– Una ética ejemplar. ¿Qué le dijo entonces a Marlasca?
– Le dije que todo aquello eran supercherías, cuentos. Le dije que era un farsante que me ganaba la vida organizando sesiones de espiritismo para pobres infelices que habían perdido a sus seres queridos y necesitaban creer que amantes, padres y amigos los esperaban en el otro mundo. Le dije que no había nada al otro lado, sólo un gran vacío, que este mundo era cuanto teníamos. Le dije que se olvidase de los espíritus y que volviese con su familia.
– ¿Y él le creyó?
– Evidentemente no. Dejó de acudir a las sesiones y buscó ayuda en otro sitio.
– ¿Dónde?
– Irene había crecido en las cabanas de la playa del Bogatell y aunque había hecho fama bailando y actuando en el Paralelo, seguía perteneciendo a aquel lugar.

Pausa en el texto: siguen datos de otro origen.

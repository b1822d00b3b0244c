//! Uniform `{success, data}` response wrapper.

use axum::http::StatusCode;
use axum::response::{IntoResponse, Response};
use axum::Json;
use serde::Serialize;
use serde_json::Value;

/// Body of every non-empty response.
///
/// `data` holds the payload on success and the error message on failure.
#[derive(Debug, Clone, PartialEq, Serialize)]
pub struct Envelope {
    pub success: bool,
    pub data: Value,
}

impl Envelope {
    pub fn success(data: Value) -> Self {
        Self {
            success: true,
            data,
        }
    }

    pub fn failure(message: impl Into<String>) -> Self {
        Self {
            success: false,
            data: Value::String(message.into()),
        }
    }

    /// Renders the envelope as JSON with an explicit status code.
    pub fn with_status(self, status: StatusCode) -> Response {
        (status, Json(self)).into_response()
    }
}
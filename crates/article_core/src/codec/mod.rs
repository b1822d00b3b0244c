//! Wire codecs for the HTTP-facing JSON shapes.
//!
//! # Responsibility
//! - Decode request bodies into write candidates/patches field by field.
//! - Encode articles into the public response shape.
//! - Own the fixed `YYYY-MM-DD HH:MM:SS` timestamp layout.

pub mod article_codec;
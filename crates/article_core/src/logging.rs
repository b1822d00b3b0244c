//! Process logging bootstrap and safety policy.
//!
//! # Responsibility
//! - Initialize stderr or file-based rolling logs exactly once per process.
//! - Emit stable, metadata-only diagnostic events.
//!
//! # Invariants
//! - Logging init is idempotent for the same level and target.
//! - Logging initialization must not panic.
//! - Re-initialization with a different level or target is rejected.

use flexi_logger::{Cleanup, Criterion, FileSpec, Logger, LoggerHandle, Naming, WriteMode};
use log::{error, info};
use once_cell::sync::OnceCell;
use std::fmt::{Display, Formatter};
use std::path::{Path, PathBuf};

const LOG_FILE_BASENAME: &str = "article-api";
const MAX_LOG_FILE_SIZE_BYTES: u64 = 10 * 1024 * 1024;
const MAX_LOG_FILES: usize = 5;
const MAX_PANIC_PAYLOAD_CHARS: usize = 160;

static LOGGING_STATE: OnceCell<LoggingState> = OnceCell::new();
static PANIC_HOOK_INSTALLED: OnceCell<()> = OnceCell::new();

/// Where log lines are written.
#[derive(Debug, Clone, PartialEq, Eq)]
pub enum LogTarget {
    Stderr,
    /// Rolling files under an absolute directory.
    Directory(PathBuf),
}

impl Display for LogTarget {
    fn fmt(&self, f: &mut Formatter<'_>) -> std::fmt::Result {
        match self {
            Self::Stderr => f.write_str("stderr"),
            Self::Directory(dir) => write!(f, "{}", dir.display()),
        }
    }
}

struct LoggingState {
    level: &'static str,
    target: LogTarget,
    _logger: LoggerHandle,
}

/// Initializes process logging with a level and an optional log directory.
///
/// `log_dir = None` logs to stderr.
///
/// # Errors
/// - Returns an error when `level` is unsupported.
/// - Returns an error when `log_dir` is empty, non-absolute, or cannot be created.
/// - Returns an error when logging is already active with another configuration.
/// - Returns an error when logger backend setup fails.
pub fn init_logging(level: &str, log_dir: Option<&str>) -> Result<(), String> {
    let normalized_level = normalize_level(level)?;
    let target = match log_dir {
        Some(dir) => LogTarget::Directory(normalize_log_dir(dir)?),
        None => LogTarget::Stderr,
    };

    if let Some(state) = LOGGING_STATE.get() {
        return ensure_same_config(state, normalized_level, &target);
    }

    let init_target = target.clone();
    let state = LOGGING_STATE.get_or_try_init(|| -> Result<LoggingState, String> {
        let logger = start_logger(normalized_level, &init_target)?;
        install_panic_hook_once();

        info!(
            "event=app_start module=core status=ok platform={} build_mode={} version={}",
            std::env::consts::OS,
            build_mode(),
            env!("CARGO_PKG_VERSION")
        );
        info!(
            "event=logging_init module=core status=ok level={} target={}",
            normalized_level, init_target
        );

        Ok(LoggingState {
            level: normalized_level,
            target: init_target,
            _logger: logger,
        })
    })?;

    ensure_same_config(state, normalized_level, &target)
}

/// Returns `(level, target)` when logging is active.
pub fn logging_status() -> Option<(&'static str, LogTarget)> {
    LOGGING_STATE
        .get()
        .map(|state| (state.level, state.target.clone()))
}

/// Returns the default log level for current build mode.
///
/// - `debug` builds -> `debug`
/// - `release` builds -> `info`
pub fn default_log_level() -> &'static str {
    if cfg!(debug_assertions) {
        "debug"
    } else {
        "info"
    }
}

fn start_logger(level: &'static str, target: &LogTarget) -> Result<LoggerHandle, String> {
    let logger = Logger::try_with_str(level)
        .map_err(|err| format!("invalid log level `{level}`: {err}"))?;

    let logger = match target {
        LogTarget::Stderr => logger
            .log_to_stderr()
            .format_for_stderr(flexi_logger::detailed_format),
        LogTarget::Directory(dir) => {
            std::fs::create_dir_all(dir).map_err(|err| {
                format!("failed to create log directory `{}`: {err}", dir.display())
            })?;
            logger
                .log_to_file(
                    FileSpec::default()
                        .directory(dir.as_path())
                        .basename(LOG_FILE_BASENAME),
                )
                .rotate(
                    Criterion::Size(MAX_LOG_FILE_SIZE_BYTES),
                    Naming::Numbers,
                    Cleanup::KeepLogFiles(MAX_LOG_FILES),
                )
                .write_mode(WriteMode::BufferAndFlush)
                .append()
                .format_for_files(flexi_logger::detailed_format)
        }
    };

    logger
        .start()
        .map_err(|err| format!("failed to start logger: {err}"))
}

fn ensure_same_config(
    state: &LoggingState,
    level: &'static str,
    target: &LogTarget,
) -> Result<(), String> {
    if &state.target != target {
        return Err(format!(
            "logging already initialized at `{}`; refusing to switch to `{}`",
            state.target, target
        ));
    }
    if state.level != level {
        return Err(format!(
            "logging already initialized with level `{}`; refusing to switch to `{}`",
            state.level, level
        ));
    }
    Ok(())
}

fn normalize_level(level: &str) -> Result<&'static str, String> {
    match level.trim().to_ascii_lowercase().as_str() {
        "trace" => Ok("trace"),
        "debug" => Ok("debug"),
        "info" => Ok("info"),
        "warn" | "warning" => Ok("warn"),
        "error" => Ok("error"),
        other => Err(format!(
            "unsupported log level `{other}`; expected trace|debug|info|warn|error"
        )),
    }
}

fn normalize_log_dir(log_dir: &str) -> Result<PathBuf, String> {
    let trimmed = log_dir.trim();
    if trimmed.is_empty() {
        return Err("log_dir cannot be empty".to_string());
    }
    let path = Path::new(trimmed);
    if !path.is_absolute() {
        return Err(format!("log_dir must be an absolute path, got `{trimmed}`"));
    }
    Ok(path.to_path_buf())
}

fn build_mode() -> &'static str {
    if cfg!(debug_assertions) {
        "debug"
    } else {
        "release"
    }
}

fn install_panic_hook_once() {
    if PANIC_HOOK_INSTALLED.get().is_some() {
        return;
    }

    let previous_hook = std::panic::take_hook();
    std::panic::set_hook(Box::new(move |panic_info| {
        // Payload may echo request data; keep it on one line and short.
        let location = panic_info
            .location()
            .map(|loc| format!("{}:{}", loc.file(), loc.line()))
            .unwrap_or_else(|| "unknown".to_string());
        let payload = panic_payload_summary(panic_info);
        error!(
            "event=panic_captured module=core status=error location={} payload={}",
            location, payload
        );
        previous_hook(panic_info);
    }));

    let _ = PANIC_HOOK_INSTALLED.set(());
}

fn panic_payload_summary(info: &std::panic::PanicHookInfo<'_>) -> String {
    let payload = if let Some(message) = info.payload().downcast_ref::<&str>() {
        (*message).to_string()
    } else if let Some(message) = info.payload().downcast_ref::<String>() {
        message.clone()
    } else {
        "non-string panic payload".to_string()
    };

    sanitize_message(&payload, MAX_PANIC_PAYLOAD_CHARS)
}

fn sanitize_message(value: &str, max_chars: usize) -> String {
    let normalized = value.replace(['\n', '\r'], " ");
    let mut truncated = normalized.chars().take(max_chars).collect::<String>();
    if normalized.chars().count() > max_chars {
        truncated.push_str("...");
    }
    truncated
}

#[cfg(test)]
mod tests {
    use super::{
        init_logging, logging_status, normalize_level, normalize_log_dir, sanitize_message,
        LogTarget,
    };

    #[test]
    fn normalize_level_accepts_known_values() {
        assert_eq!(normalize_level("INFO").unwrap(), "info");
        assert_eq!(normalize_level(" warning ").unwrap(), "warn");
        assert!(normalize_level("verbose").is_err());
    }

    #[test]
    fn normalize_log_dir_rejects_relative_and_empty_paths() {
        let error = normalize_log_dir("logs/dev").unwrap_err();
        assert!(error.contains("absolute"));
        assert!(normalize_log_dir("  ").is_err());
    }

    #[test]
    fn sanitize_message_removes_newlines_and_truncates() {
        let sanitized = sanitize_message("line1\nline2\rline3", 8);
        assert!(!sanitized.contains('\n'));
        assert!(!sanitized.contains('\r'));
        assert!(sanitized.ends_with("..."));
    }

    // Only test in this crate that starts the global logger.
    #[test]
    fn init_logging_is_idempotent_for_same_config_and_rejects_conflicts() {
        let log_dir = tempfile::tempdir().unwrap();
        let log_dir_str = log_dir.path().to_str().unwrap().to_string();

        init_logging("info", Some(&log_dir_str)).unwrap();
        init_logging("INFO", Some(&log_dir_str)).unwrap();

        let level_error = init_logging("debug", Some(&log_dir_str)).unwrap_err();
        assert!(level_error.contains("refusing to switch"));

        let target_error = init_logging("info", None).unwrap_err();
        assert!(target_error.contains("refusing to switch"));

        let (active_level, active_target) = logging_status().unwrap();
        assert_eq!(active_level, "info");
        assert_eq!(
            active_target,
            LogTarget::Directory(log_dir.path().to_path_buf())
        );
    }
}
//! Key namespacing.
//!
//! [`Namespaced`] prefixes every key with `"{namespace}:"` before it reaches the
//! wrapped store, so several logical caches can share one backend without
//! seeing each other's entries.

use crate::{Blob, Entry, Store, WriteOptions, store::assert_total};
use anyhow::Result;
use regex::Regex;
use std::{borrow::Cow, collections::HashMap};

pub const NAMESPACE_SEPARATOR: char = ':';

/// Decorates a store with an optional key namespace.
///
/// Without a namespace every call passes through untouched.
#[derive(Clone, Debug)]
pub struct Namespaced<S: Store> {
	inner: S,
	namespace: Option<String>,
}

impl<S: Store> Namespaced<S> {
	pub fn new(inner: S, namespace: Option<String>) -> Self {
		Self {
			inner,
			namespace: namespace.filter(|ns| !ns.is_empty()),
		}
	}

	pub fn inner(&self) -> &S {
		&self.inner
	}

	pub fn namespace(&self) -> Option<&str> {
		self.namespace.as_deref()
	}

	/// Returns the key as the wrapped store sees it.
	pub fn qualify<'a>(&self, key: &'a str) -> Cow<'a, str> {
		match &self.namespace {
			Some(ns) => Cow::Owned(format!("{ns}{NAMESPACE_SEPARATOR}{key}")),
			None => Cow::Borrowed(key),
		}
	}
}

impl<S: Store> Store for Namespaced<S> {
	fn write(&self, key: &str, value: &Blob, options: &WriteOptions) -> Result<bool> {
		self.inner.write(&self.qualify(key), value, options)
	}

	fn read(&self, key: &str) -> Result<Entry> {
		self.inner.read(&self.qualify(key))
	}

	fn delete(&self, key: &str) -> Result<bool> {
		self.inner.delete(&self.qualify(key))
	}

	/// Patterns are matched against the key below the namespace, so anchors,
	/// inline flags and builder options keep their meaning.
	fn delete_matched_under(&self, prefix: &str, pattern: &Regex) -> Result<()> {
		self.inner.delete_matched_under(&self.qualify(prefix), pattern)
	}

	fn increment(&self, key: &str, amount: i64) -> Result<Option<i64>> {
		self.inner.increment(&self.qualify(key), amount)
	}

	fn decrement(&self, key: &str, amount: i64) -> Result<Option<i64>> {
		self.inner.decrement(&self.qualify(key), amount)
	}

	fn clear(&self) -> Result<()> {
		if self.namespace.is_none() {
			return self.inner.clear();
		}
		self.inner.delete_matched_under(&self.qualify(""), &Regex::new("")?)
	}

	fn cleanup(&self) -> Result<()> {
		self.inner.cleanup()
	}

	fn read_multi(&self, keys: &[&str]) -> Result<HashMap<String, Entry>> {
		if self.namespace.is_none() {
			return self.inner.read_multi(keys);
		}
		let qualified: Vec<Cow<'_, str>> = keys.iter().map(|key| self.qualify(key)).collect();
		let qualified: Vec<&str> = qualified.iter().map(AsRef::as_ref).collect();
		let entries = self.inner.read_multi(&qualified)?;
		assert_total(&self.inner, &qualified, &entries);
		// duplicate keys share one qualified entry, so it is cloned rather than taken
		Ok(keys
			.iter()
			.zip(&qualified)
			.map(|(key, qualified)| {
				let entry = entries.get(*qualified).cloned().unwrap_or_default();
				((*key).to_string(), entry)
			})
			.collect())
	}

	fn exists(&self, key: &str) -> Result<bool> {
		self.inner.exists(&self.qualify(key))
	}
}
use crate::Blob;

/// The result of looking a key up in a store.
///
/// `Absent` is a real answer ("the store has nothing under this key"), which
/// is why the local overlay can memoize it. A key that was never looked up
/// simply has no `Entry` at all.
#[derive(Clone, Debug, PartialEq, Eq, Default)]
pub enum Entry {
	Present(Blob),
	#[default]
	Absent,
}

impl Entry {
	#[must_use]
	pub fn is_present(&self) -> bool {
		matches!(self, Entry::Present(_))
	}

	#[must_use]
	pub fn is_absent(&self) -> bool {
		matches!(self, Entry::Absent)
	}

	#[must_use]
	pub fn value(&self) -> Option<&Blob> {
		match self {
			Entry::Present(value) => Some(value),
			Entry::Absent => None,
		}
	}

	#[must_use]
	pub fn into_value(self) -> Option<Blob> {
		match self {
			Entry::Present(value) => Some(value),
			Entry::Absent => None,
		}
	}
}

impl From<Option<Blob>> for Entry {
	fn from(value: Option<Blob>) -> Self {
		value.map_or(Entry::Absent, Entry::Present)
	}
}

impl From<Blob> for Entry {
	fn from(value: Blob) -> Self {
		Entry::Present(value)
	}
}

#[cfg(test)]
mod tests {
	use super::*;

	#[test]
	fn present_and_absent() {
		let present = Entry::from(Blob::from("v"));
		assert!(present.is_present());
		assert_eq!(present.value(), Some(&Blob::from("v")));
		assert_eq!(present.into_value(), Some(Blob::from("v")));

		let absent = Entry::from(None);
		assert!(absent.is_absent());
		assert_eq!(absent.value(), None);
		assert_eq!(absent, Entry::default());
	}
}
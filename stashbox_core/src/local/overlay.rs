use super::{
	LocalCache,
	scope::{self, ScopeGuard, ScopeId},
};
use crate::{Blob, Entry, Store, WriteOptions, store::assert_total};
use anyhow::Result;
use itertools::Itertools;
use regex::Regex;
use std::{collections::HashMap, fmt::Debug, sync::Arc};

/// A write-through, read-through memo in front of a store.
///
/// While a scope for this overlay is open on the current thread, every read is
/// answered from the local cache when possible (misses included) and every
/// successful write or delete is mirrored into it. Outside a scope the overlay
/// forwards everything to the backend unchanged.
pub struct LocalOverlay<S: Store> {
	backend: Arc<S>,
	scope_id: ScopeId,
}

impl<S: Store> LocalOverlay<S> {
	pub fn new(backend: Arc<S>) -> Self {
		Self {
			backend,
			scope_id: ScopeId::new(),
		}
	}

	pub fn backend(&self) -> &S {
		&self.backend
	}

	pub fn scope_id(&self) -> ScopeId {
		self.scope_id
	}

	pub fn enter_scope(&self) -> ScopeGuard {
		scope::enter(self.scope_id)
	}

	pub fn is_active(&self) -> bool {
		scope::is_active(self.scope_id)
	}

	fn local<R>(&self, f: impl FnOnce(&mut LocalCache) -> R) -> Option<R> {
		scope::with_local(self.scope_id, f)
	}

	fn invalidate(&self, key: &str) {
		if self.local(|local| local.invalidate(key)).is_some() {
			log::trace!("local cache: invalidated {key:?}");
		}
	}

	fn discard(&self, operation: &str) {
		if let Some(count) = self.local(|local| {
			let count = local.len();
			local.clear();
			count
		}) {
			log::debug!("local cache: {operation} discarded {count} entries");
		}
	}
}

impl<S: Store> Clone for LocalOverlay<S> {
	fn clone(&self) -> Self {
		Self {
			backend: Arc::clone(&self.backend),
			scope_id: self.scope_id,
		}
	}
}

impl<S: Store> Debug for LocalOverlay<S> {
	fn fmt(&self, f: &mut std::fmt::Formatter<'_>) -> std::fmt::Result {
		f.debug_struct("LocalOverlay")
			.field("backend", &self.backend)
			.field("scope_id", &self.scope_id)
			.finish()
	}
}

impl<S: Store> Store for LocalOverlay<S> {
	fn write(&self, key: &str, value: &Blob, options: &WriteOptions) -> Result<bool> {
		let result = self.backend.write(key, value, options);
		match &result {
			Ok(true) => {
				self.local(|local| local.write_entry(key, Entry::Present(value.clone())));
			}
			Ok(false) => self.invalidate(key),
			Err(err) => {
				log::warn!("write of {key:?} failed, dropping local entry: {err}");
				self.invalidate(key);
			}
		}
		result
	}

	fn read(&self, key: &str) -> Result<Entry> {
		if let Some(entry) = self.local(|local| local.read_entry(key)).flatten() {
			log::trace!("local cache: hit for {key:?}");
			return Ok(entry);
		}
		let entry = self.backend.read(key)?;
		if self.local(|local| local.write_entry(key, entry.clone())).is_some() {
			log::trace!("local cache: recorded {key:?} (present: {})", entry.is_present());
		}
		Ok(entry)
	}

	fn delete(&self, key: &str) -> Result<bool> {
		let result = self.backend.delete(key);
		match &result {
			Ok(_) => {
				self.local(|local| local.write_entry(key, Entry::Absent));
			}
			Err(err) => {
				log::warn!("delete of {key:?} failed, dropping local entry: {err}");
				self.invalidate(key);
			}
		}
		result
	}

	fn delete_matched_under(&self, prefix: &str, pattern: &Regex) -> Result<()> {
		let result = self.backend.delete_matched_under(prefix, pattern);
		self.discard("delete_matched");
		result
	}

	fn increment(&self, key: &str, amount: i64) -> Result<Option<i64>> {
		let result = self.backend.increment(key, amount);
		self.invalidate(key);
		result
	}

	fn decrement(&self, key: &str, amount: i64) -> Result<Option<i64>> {
		let result = self.backend.decrement(key, amount);
		self.invalidate(key);
		result
	}

	fn clear(&self) -> Result<()> {
		let result = self.backend.clear();
		self.discard("clear");
		result
	}

	fn cleanup(&self) -> Result<()> {
		let result = self.backend.cleanup();
		self.discard("cleanup");
		result
	}

	fn read_multi(&self, keys: &[&str]) -> Result<HashMap<String, Entry>> {
		let Some(mut entries) = self.local(|local| {
			keys
				.iter()
				.filter_map(|key| local.read_entry(key).map(|entry| ((*key).to_string(), entry)))
				.collect::<HashMap<_, _>>()
		}) else {
			return self.backend.read_multi(keys);
		};

		let missing: Vec<&str> = keys
			.iter()
			.copied()
			.filter(|key| !entries.contains_key(*key))
			.unique()
			.collect();
		if missing.is_empty() {
			log::trace!("local cache: all {} keys answered locally", keys.len());
			return Ok(entries);
		}

		let mut fetched = self.backend.read_multi(&missing)?;
		assert_total(self.backend.as_ref(), &missing, &fetched);
		let fetched: Vec<(&str, Entry)> = missing
			.iter()
			.map(|key| (*key, fetched.remove(*key).unwrap_or_default()))
			.collect();
		self.local(|local| {
			for (key, entry) in &fetched {
				local.write_entry(key, entry.clone());
			}
		});
		entries.extend(fetched.into_iter().map(|(key, entry)| (key.to_string(), entry)));
		Ok(entries)
	}
}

Me contó que había llevado a Marlasca a ver a una mujer a la que llaman la Bruja del Somorrostro para pedirle protección de esa persona con la que Marlasca estaba en deuda.
– ¿Mencionó Irene el nombre de esa persona?
– Si lo hizo no lo recuerdo. Ya le digo que dejaron de acudir a las sesiones.
– ¿Andreas Corelli?
– No he oído nunca ese nombre.
– ¿Dónde puedo encontrar a Irene Sabino?
– Ya le he dicho cuanto sé -replicó Roures, exasperado.
– Una última pregunta y me voy.
– A ver si es verdad.
– ¿Recuerda haber oído mencionar a Marlasca alguna vez algo llamado Lux Aeterna?
Roures frunció el entrecejo, negando.
– Gracias por su ayuda.
– De nada. Y a ser posible no vuelva por aquí.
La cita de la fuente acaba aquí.